The thin capitalisation rules now include a third party debt test (TPDT) as one option taxpayers may elect to use. Broadly, the TPDT allows debt deductions attributable to genuine third party debt only (that is, debt that satisfies the third party debt conditions) while entirely disallowing debt deductions that do not meet the requisite conditions (including all related party debt deductions). 

However, not all third party debt arrangements are eligible for this TPDT. Many of the features that may cause a debt arrangement to be ineligible are commonly found in commercial third party debt arrangements. Therefore, taxpayers that are seeking to rely on the TPDT should first conduct a thorough review of their transaction agreements to ensure that the test is available. 

This Tax Alert discusses the things to look out for when conducting this review, including some of the more common issues that arise from ordinary commercial dealings. The comments are based on the thin capitalisation rules and available guidance as at the date of this Tax Alert. 

For an overview of the new thin capitalisation regime, refer to our earlier Tax Alert.

In Detail

First, a quick refresher 

The TPDT is available for debt deductions that are attributable to debt interests that satisfy the third party debt conditions.

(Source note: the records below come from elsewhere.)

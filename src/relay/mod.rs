//! Flow control between the network and the audio output

pub mod controller;
pub mod signal;
pub mod stats;

pub use controller::{FlowController, RelayState, RelaySummary, StopReason};
pub use signal::{StopSignal, WaitStrategy};
pub use stats::RelayStats;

Broadly, these conditions require that: 

  • The issuer (borrower) of the debt must be an Australian entity. 
  • The holder (lender) of the debt must not be an associate entity of the issuer. 
  • The holder (lender) must only have recourse for payment of the debt to certain types of Australian assets held by either the issuer (lender) or an Australian entity that is in the obligor group (subject to certain narrow exceptions). 
  • Substantially all of the proceeds of the debt are used to fund the issuer's Australian commercial activities, which does not include any business carried on by an overseas permanent establishment nor the holding of any associate entity debt, controlled foreign entity debt or controlled foreign entity equity. 

Notably, the definitions of Australian entity and associate entity are modified for the purposes of the TPDT. There is also a special rule that makes the TPDT available for third party hedging costs for managing the interest rate risk for third party debt that is itself eligible for the TPDT, as well as a 'conduit' test that modifies the third party debt conditions where third party debt proceeds are on-lent by the issuer to an associate entity. 

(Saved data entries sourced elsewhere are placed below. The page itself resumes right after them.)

//! PCM Sender Application
//!
//! Streams raw S16LE audio to a receiver over TCP, either piped in on stdin
//! or captured from an input device.

use anyhow::{Context, Result};
use clap::Parser;
use crossbeam_channel::RecvTimeoutError;
use std::io::{ErrorKind, Read};
use std::net::SocketAddr;
use std::path::PathBuf;
use std::sync::atomic::{AtomicBool, Ordering};
use std::sync::Arc;
use std::thread;
use std::time::Duration;
use tokio::sync::oneshot;
use tracing_subscriber::{layer::SubscriberExt, util::SubscriberInitExt};

use pcm_relay::{
    audio::{device::list_devices, AudioCapture},
    config::AppConfig,
    constants::DEFAULT_PORT,
    network::{sender::SenderStats, PcmSender},
    protocol::PcmFormat,
};

/// Command-line arguments for the sender
#[derive(Parser, Debug)]
#[command(name = "sender")]
#[command(about = "Stream raw PCM audio to a receiver over TCP")]
#[command(version)]
struct Args {
    /// Receiver address
    #[arg(default_value_t = SocketAddr::from(([127, 0, 0, 1], DEFAULT_PORT)))]
    target: SocketAddr,

    /// Read S16LE audio from stdin instead of an input device
    #[arg(long)]
    stdin: bool,

    /// Input device name
    #[arg(short, long)]
    device: Option<String>,

    /// Config file (defaults to the platform config dir)
    #[arg(short, long, env = "PCM_RELAY_CONFIG")]
    config: Option<PathBuf>,

    /// Bytes per network chunk
    #[arg(long)]
    frame_bytes: Option<usize>,

    /// Capture sample rate
    #[arg(long)]
    sample_rate: Option<u32>,

    /// Capture channel count
    #[arg(long)]
    channels: Option<u16>,

    /// List input devices and exit
    #[arg(long)]
    list_devices: bool,
}

impl Args {
    fn apply(&self, config: &mut AppConfig) {
        if let Some(device) = &self.device {
            config.audio.device = Some(device.clone());
        }
        if let Some(frame_bytes) = self.frame_bytes {
            config.pool.frame_bytes = frame_bytes;
        }
        if let Some(rate) = self.sample_rate {
            config.audio.sample_rate = rate;
        }
        if let Some(channels) = self.channels {
            config.audio.channels = channels;
        }
    }
}

#[tokio::main]
async fn main() -> Result<()> {
    // Initialize logging
    tracing_subscriber::registry()
        .with(tracing_subscriber::EnvFilter::new(
            std::env::var("RUST_LOG").unwrap_or_else(|_| "info".into()),
        ))
        .with(tracing_subscriber::fmt::layer().with_writer(std::io::stderr))
        .init();

    let args = Args::parse();

    if args.list_devices {
        print_input_devices();
        return Ok(());
    }

    let mut config = AppConfig::load(args.config.as_deref()).context("Failed to load configuration")?;
    args.apply(&mut config);
    config.validate().context("Invalid configuration")?;

    let format = config.audio.format();
    let frame_bytes = config.pool.frame_bytes;

    tracing::info!("TCP audio sender");
    tracing::info!("Target receiver: {}", args.target);
    tracing::info!(
        "Format: {} Hz, {} channels, {:?}; {} byte chunks ({:.1} ms)",
        format.sample_rate,
        format.channels,
        format.encoding,
        frame_bytes,
        format.duration_us(frame_bytes) as f64 / 1000.0
    );

    let sender = PcmSender::connect(args.target, frame_bytes).context("Failed to connect to receiver")?;

    let stop = Arc::new(AtomicBool::new(false));
    let (done_tx, done_rx) = oneshot::channel();

    // Plain thread: a blocking stdin read cannot be cancelled, and the
    // process must still be able to exit on Ctrl+C
    {
        let stop = stop.clone();
        let device = config.audio.device.clone();
        let from_stdin = args.stdin;
        thread::Builder::new()
            .name("pump".to_string())
            .spawn(move || {
                let result = if from_stdin {
                    pump_stdin(sender, frame_bytes, &stop)
                } else {
                    pump_capture(sender, device.as_deref(), format, &stop)
                };
                let _ = done_tx.send(result);
            })
            .context("Failed to start sender thread")?;
    }

    tracing::info!("Streaming - press Ctrl+C to stop");

    tokio::select! {
        finished = done_rx => {
            let stats = finished.context("Sender thread exited unexpectedly")??;
            log_stats(&stats);
        }
        _ = tokio::signal::ctrl_c() => {
            tracing::info!("Stopping...");
            stop.store(true, Ordering::Release);
        }
    }

    Ok(())
}

fn pump_stdin(mut sender: PcmSender<std::net::TcpStream>, frame_bytes: usize, stop: &AtomicBool) -> Result<SenderStats> {
    let mut stdin = std::io::stdin().lock();
    let mut chunk = vec![0u8; frame_bytes];

    while !stop.load(Ordering::Acquire) {
        let n = match stdin.read(&mut chunk) {
            Ok(0) => break,
            Ok(n) => n,
            Err(e) if e.kind() == ErrorKind::Interrupted => continue,
            Err(e) => return Err(e).context("Failed to read stdin"),
        };
        sender.push(&chunk[..n])?;
    }

    tracing::info!("Input ended");
    Ok(sender.finish()?)
}

fn pump_capture(
    mut sender: PcmSender<std::net::TcpStream>,
    device: Option<&str>,
    format: PcmFormat,
    stop: &AtomicBool,
) -> Result<SenderStats> {
    let mut capture = AudioCapture::new(device, format);
    let chunks = capture.start(64).context("Failed to start audio capture")?;

    while !stop.load(Ordering::Acquire) {
        match chunks.recv_timeout(Duration::from_millis(100)) {
            Ok(chunk) => {
                sender.push(&chunk)?;
            }
            Err(RecvTimeoutError::Timeout) => continue,
            Err(RecvTimeoutError::Disconnected) => break,
        }
    }

    capture.stop();
    if capture.dropped_chunks() > 0 {
        tracing::warn!("Dropped {} captured chunks", capture.dropped_chunks());
    }
    Ok(sender.finish()?)
}

fn log_stats(stats: &SenderStats) {
    tracing::info!(
        "Sent {} chunks, {:.1} KB ({} trailing bytes not sent)",
        stats.frames_sent,
        stats.bytes_sent as f64 / 1024.0,
        stats.pending_bytes
    );
}

fn print_input_devices() {
    println!("\n=== Available Input Devices ===");
    for device in list_devices().iter().filter(|d| d.is_input) {
        let default_marker = if device.is_default { " [DEFAULT]" } else { "" };
        println!("  {}{}:", device.name, default_marker);
        println!("    ID: {}", device.id);
        println!("    Sample rates: {:?}", device.sample_rates);
        println!("    Channels: {:?}", device.channels);
    }
    println!();
}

When reviewing your third party agreements 

The TPDT works on an 'all or nothing' basis for each debt interest. In other words, the TPDT fully disallows each debt deduction that is attributable to a debt interest that does not satisfy the test, while leaving untouched each debt deduction that is attributable to a debt interest that does satisfy the test. Given the binary outcome, taxpayers should conduct a thorough review of their third party debt agreements to be reasonably confident that their debt deductions are eligible for the TPDT.

When you are reviewing your third party debt agreements, it will be important to ask: 

Who are the parties involved? 

  • Is the borrower an ‘Australian entity’? 
  • Are there any foreign entity guarantors or security providers? 

(see 'Australian entity requirement') 

Which assets does the lender have recourse to? 
  • Does the lender have recourse against non-Australian assets? 
  • Does the lender have recourse against assets that are held by a non-Australian entity? 
  • Does the lender have recourse against assets that are rights in relation to a guarantee, security or credit support? 

(see ‘Recourse assets’) 

What were the third party debt proceeds actually used for? 
  • Were the debt proceeds used for anything that might not be considered to be an Australian commercial activity? 
  • How can we practically identify the actual use of those proceeds? 
(see ‘Use of debt proceeds’) 
Was some or all of the third party debt proceeds on-lent to an associate entity? 
  • Are the terms relating to costs (including interest rate and fees) the same between the third party loan and the related party on-loan? 
  • Were the proceeds of the related party on-loan entirely sourced from a single third party debt interest? 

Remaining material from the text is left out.